Robust and efficient transport of two-qubit entanglement via disordered spin chains

Abstract

We investigate how robust is the modified XX spin-1/2 chain of Vieira and Rigolin (Phys Lett A 382:2586, 2018) in transmitting entanglement when several types of disorder and noise are present. First, we consider how deviations about the optimal settings that lead to almost perfect transmission of a maximally entangled two-qubit state affect the entanglement reaching the other side of the chain. Those deviations are modeled by static, dynamic, and fluctuating disorder. We then study how spurious or undesired interactions and external magnetic fields diminish the entanglement transmitted through the chain. For chains of the order of hundreds of qubits, we show for all types of disorder and noise here studied that the system is not appreciably affected when we have weak disorder (deviations of less than 1% about the optimal settings) and that for moderate disorder it still beats the standard and ordered XX model when deployed to accomplish the same task.

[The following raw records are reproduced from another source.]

//! Pool kinds and their acceptance sets.

use serde::{Deserialize, Serialize};
use std::fmt;

use parkhub_entity::{SpotKind, VehicleType};

/// Which family of vehicles a pool serves.
///
/// The kind is the pool's acceptance predicate: a pool only ever hands out
/// spots to the vehicle types listed here, and only holds the spot kinds
/// listed here. Individual spots narrow this further (an electric spot in
/// the four-wheeler pool refuses plain cars).
#[derive(Debug, Clone, Copy, PartialEq, Eq, Hash, PartialOrd, Ord, Serialize, Deserialize)]
#[serde(rename_all = "kebab-case")]
pub enum PoolKind {
    /// Motorcycles.
    TwoWheeler,
    /// Cars and electric cars, sharing compact and charging spots.
    FourWheeler,
    /// Trucks and vans.
    Large,
}

impl PoolKind {
    /// Every pool kind, in display order.
    pub const ALL: [PoolKind; 3] = [Self::TwoWheeler, Self::FourWheeler, Self::Large];

    /// Vehicle types this pool serves.
    pub fn vehicle_types(&self) -> &'static [VehicleType] {
        match self {
            Self::TwoWheeler => &[VehicleType::Motorcycle],
            Self::FourWheeler => &[VehicleType::Car, VehicleType::Electric],
            Self::Large => &[VehicleType::Truck, VehicleType::Van],
        }
    }

    /// Spot kinds this pool holds.
    pub fn spot_kinds(&self) -> &'static [SpotKind] {
        match self {
            Self::TwoWheeler => &[SpotKind::Motorcycle],
            Self::FourWheeler => &[SpotKind::Compact, SpotKind::Electric],
            Self::Large => &[SpotKind::Large],
        }
    }

    pub fn accepts(&self, vehicle_type: VehicleType) -> bool {
        self.vehicle_types().contains(&vehicle_type)
    }

    pub fn holds(&self, spot_kind: SpotKind) -> bool {
        self.spot_kinds().contains(&spot_kind)
    }

    /// The pool kind serving a vehicle type.
    pub fn for_vehicle(vehicle_type: VehicleType) -> Self {
        match vehicle_type {
            VehicleType::Motorcycle => Self::TwoWheeler,
            VehicleType::Car | VehicleType::Electric => Self::FourWheeler,
            VehicleType::Truck | VehicleType::Van => Self::Large,
        }
    }

    /// The pool kind holding a spot kind.
    pub fn for_spot(spot_kind: SpotKind) -> Self {
        match spot_kind {
            SpotKind::Motorcycle => Self::TwoWheeler,
            SpotKind::Compact | SpotKind::Electric => Self::FourWheeler,
            SpotKind::Large => Self::Large,
        }
    }

    pub fn as_str(&self) -> &'static str {
        match self {
            Self::TwoWheeler => "two-wheeler",
            Self::FourWheeler => "four-wheeler",
            Self::Large => "large",
        }
    }
}

impl fmt::Display for PoolKind {
    fn fmt(&self, f: &mut fmt::Formatter<'_>) -> fmt::Result {
        write!(f, "{}", self.as_str())
    }
}
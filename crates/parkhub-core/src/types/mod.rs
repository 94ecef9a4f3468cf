//! Shared value types.

pub mod id;

pub use id::{SpotId, TicketId};
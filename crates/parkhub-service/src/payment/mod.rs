//! Settlement of tickets.

pub mod service;

pub use service::{PaymentService, Receipt};
//! Concurrent arrivals against shared pools.

mod helpers;

use futures::future::join_all;

use parkhub_alloc::AllocationResult;
use parkhub_entity::{PaymentMode, Vehicle};

use helpers::{TestLot, bike, car, floor};

async fn arrive_together(app: &TestLot, vehicles: Vec<Vehicle>) -> Vec<AllocationResult> {
    let handles = vehicles.into_iter().map(|vehicle| {
        let lot = app.lot.clone();
        tokio::spawn(async move { lot.park_anywhere(&vehicle).await.unwrap() })
    });

    join_all(handles)
        .await
        .into_iter()
        .map(|joined| joined.unwrap())
        .collect()
}

#[tokio::test(flavor = "multi_thread", worker_threads = 4)]
async fn test_three_cars_two_compact_spots() {
    let app = TestLot::new(vec![floor("F1", 0, 2, 0, 0)]).await;

    let results = arrive_together(&app, (1..=3).map(car).collect()).await;

    let granted = results.iter().filter(|r| r.is_granted()).count();
    assert_eq!(granted, 2);
    assert_eq!(results.len() - granted, 1);
    assert_eq!(app.available().await, 0);
}

#[tokio::test(flavor = "multi_thread", worker_threads = 8)]
async fn test_single_spot_has_single_winner() {
    let app = TestLot::new(vec![floor("F1", 1, 0, 0, 0)]).await;

    let results = arrive_together(&app, (1..=32).map(bike).collect()).await;

    assert_eq!(results.iter().filter(|r| r.is_granted()).count(), 1);
    assert_eq!(app.occupied().await, 1);
}

#[tokio::test(flavor = "multi_thread", worker_threads = 4)]
async fn test_overflow_spills_across_floors() {
    let app = TestLot::new(vec![floor("F1", 0, 2, 0, 0), floor("F2", 0, 2, 0, 0)]).await;

    let results = arrive_together(&app, (1..=5).map(car).collect()).await;
    let tickets: Vec<_> = results.into_iter().filter_map(|r| r.into_ticket()).collect();

    assert_eq!(tickets.len(), 4);
    assert_eq!(tickets.iter().filter(|t| t.floor() == "F1").count(), 2);
    assert_eq!(tickets.iter().filter(|t| t.floor() == "F2").count(), 2);
}

#[tokio::test(flavor = "multi_thread", worker_threads = 4)]
async fn test_counts_stay_consistent_under_churn() {
    let app = TestLot::new(vec![floor("F1", 2, 3, 0, 0)]).await;

    let handles = (1..=40).map(|n| {
        let lot = app.lot.clone();
        tokio::spawn(async move {
            let vehicle = if n % 2 == 0 { car(n) } else { bike(n) };
            if let Some(ticket) = lot.park_anywhere(&vehicle).await.unwrap().into_ticket() {
                tokio::task::yield_now().await;
                lot.pay(&ticket, PaymentMode::Card).unwrap();
                lot.exit(&ticket).await.unwrap();
            }
        })
    });
    for joined in join_all(handles).await {
        joined.unwrap();
    }

    for status in app.lot.status().await {
        for pool in status.pools {
            assert_eq!(pool.available + pool.occupied, pool.total);
            assert_eq!(pool.occupied, 0);
        }
    }
}
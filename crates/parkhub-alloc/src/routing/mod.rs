//! Routing requests to the pool that owns them.

pub mod directory;
pub mod floor;

pub use directory::{RoutingDirectory, RoutingDirectoryBuilder};
pub use floor::{FloorStatus, ParkingFloor};
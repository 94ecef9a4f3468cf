//! Parking lot layout configuration.

use std::collections::HashSet;

use serde::{Deserialize, Serialize};

use crate::error::AppError;

/// Layout of the whole lot: a flat list of floors.
#[derive(Debug, Clone, Serialize, Deserialize)]
pub struct LayoutConfig {
    /// Floors in the order arrivals should try them.
    #[serde(default = "default_floors")]
    pub floors: Vec<FloorLayout>,
}

/// Spot counts for a single floor.
#[derive(Debug, Clone, PartialEq, Eq, Serialize, Deserialize)]
pub struct FloorLayout {
    /// Floor name, unique within the lot.
    pub name: String,
    /// Motorcycle spots.
    #[serde(default)]
    pub motorcycle: u32,
    /// Compact spots (cars and electric cars).
    #[serde(default)]
    pub compact: u32,
    /// Electric-only spots.
    #[serde(default)]
    pub electric: u32,
    /// Large spots (trucks and vans).
    #[serde(default)]
    pub large: u32,
}

impl FloorLayout {
    /// Total number of spots on this floor.
    pub fn total_spots(&self) -> u32 {
        self.motorcycle + self.compact + self.electric + self.large
    }
}

impl Default for LayoutConfig {
    fn default() -> Self {
        Self {
            floors: default_floors(),
        }
    }
}

impl LayoutConfig {
    /// Check that the layout describes at least one floor and that floor
    /// names are non-empty and unique.
    pub fn validate(&self) -> Result<(), AppError> {
        if self.floors.is_empty() {
            return Err(AppError::configuration(
                "Layout must define at least one floor",
            ));
        }

        let mut seen = HashSet::new();
        for floor in &self.floors {
            if floor.name.trim().is_empty() {
                return Err(AppError::configuration("Floor name must not be empty"));
            }
            if !seen.insert(floor.name.as_str()) {
                return Err(AppError::configuration(format!(
                    "Duplicate floor name '{}'",
                    floor.name
                )));
            }
        }

        Ok(())
    }

    /// Total number of spots across all floors.
    pub fn total_spots(&self) -> u32 {
        self.floors.iter().map(FloorLayout::total_spots).sum()
    }
}

fn default_floors() -> Vec<FloorLayout> {
    vec![
        FloorLayout {
            name: "F1".to_string(),
            motorcycle: 2,
            compact: 2,
            electric: 1,
            large: 1,
        },
        FloorLayout {
            name: "F2".to_string(),
            motorcycle: 1,
            compact: 1,
            electric: 1,
            large: 1,
        },
    ]
}
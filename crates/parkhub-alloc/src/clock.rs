//! [`Clock`] implementations.

use std::sync::Arc;
use std::sync::atomic::{AtomicU64, Ordering};
use std::time::{Duration, Instant};

use parkhub_core::traits::Clock;

/// The process monotonic clock.
#[derive(Debug, Clone, Copy, Default)]
pub struct SystemClock;

impl Clock for SystemClock {
    fn now(&self) -> Instant {
        Instant::now()
    }
}

/// A clock that only moves when told to.
///
/// Clones share the same reading, so a test can hand one clone to the
/// allocator and advance another.
#[derive(Debug, Clone)]
pub struct MockClock {
    base: Instant,
    offset_ms: Arc<AtomicU64>,
}

impl Default for MockClock {
    fn default() -> Self {
        Self {
            base: Instant::now(),
            offset_ms: Arc::new(AtomicU64::new(0)),
        }
    }
}

impl MockClock {
    pub fn new() -> Self {
        Self::default()
    }

    pub fn advance_ms(&self, ms: u64) {
        self.offset_ms.fetch_add(ms, Ordering::SeqCst);
    }

    pub fn advance(&self, by: Duration) {
        self.advance_ms(by.as_millis() as u64);
    }
}

impl Clock for MockClock {
    fn now(&self) -> Instant {
        self.base + Duration::from_millis(self.offset_ms.load(Ordering::SeqCst))
    }
}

A The 1000 + 2 qubits case

Whenever we have dynamic or fluctuating disorders, specially for small values of \(\tau \), the computational resources needed to handle systems of the order of thousands of qubits are very demanding. For that reason, we report here only two calculations for the \(N = 1000 + 2\) qubits system by implementing one tenth of the realizations made for the \(N = 100 + 2\) qubits case, namely instead of 1000 realizations for each disorder percentage, we work with 100 realizations. We have also worked with the worst possible scenario, in which the system is most severely affected, i.e., fluctuating disorder affecting the coupling constants as well as fluctuating random external fields and spurious \(\sigma ^z_i\sigma ^z_j\) interactions. Note that for less stringent disorder and noise scenarios, the \(N = 1000 + 2\) qubits case gives much better results.

Fig. 7

For \(N = 100 + 2\) qubits, we have \(J_m/J=49.98\), the optimal setting for the clean system when \(J_m/J\le 50\), giving a transmitted entanglement of EoF \(= 0.98\) at the time \(Jt/\hbar = 20.53\) (square-black curve). For \(N = 1000 + 2\) qubits, we have \(J_m/J=298.27\), the optimal setting for the clean system when \(J_m/J\le 300\), with transmitted entanglement given by EoF \(= 0.99\) at the time \(Jt/\hbar = 118.55\) (circle-red curve). Solid curves are related to the proposed model when affected by fluctuating disorder and noise about those optimal settings, while the dotted curves refer to the optimal entanglement transmitted if we employ the clean standard model (strictly linear chain). The period \(\tau \) of changes in the Hamiltonian is shown in the figure (Color figure online)

As expected, the results depicted in Figs. 6 and 7 show that the longer the chain the more the system is affected by disorder and noise. However, we still have very good entanglement transmission for disorder of less than \(0.1\%\) about the optimal settings of the clean system and an acceptable one for less than \(0.5\%\). Moreover, for disorder of less than \(1\%\), we still beat the optimal transmission of the clean standard model (strictly linear chain).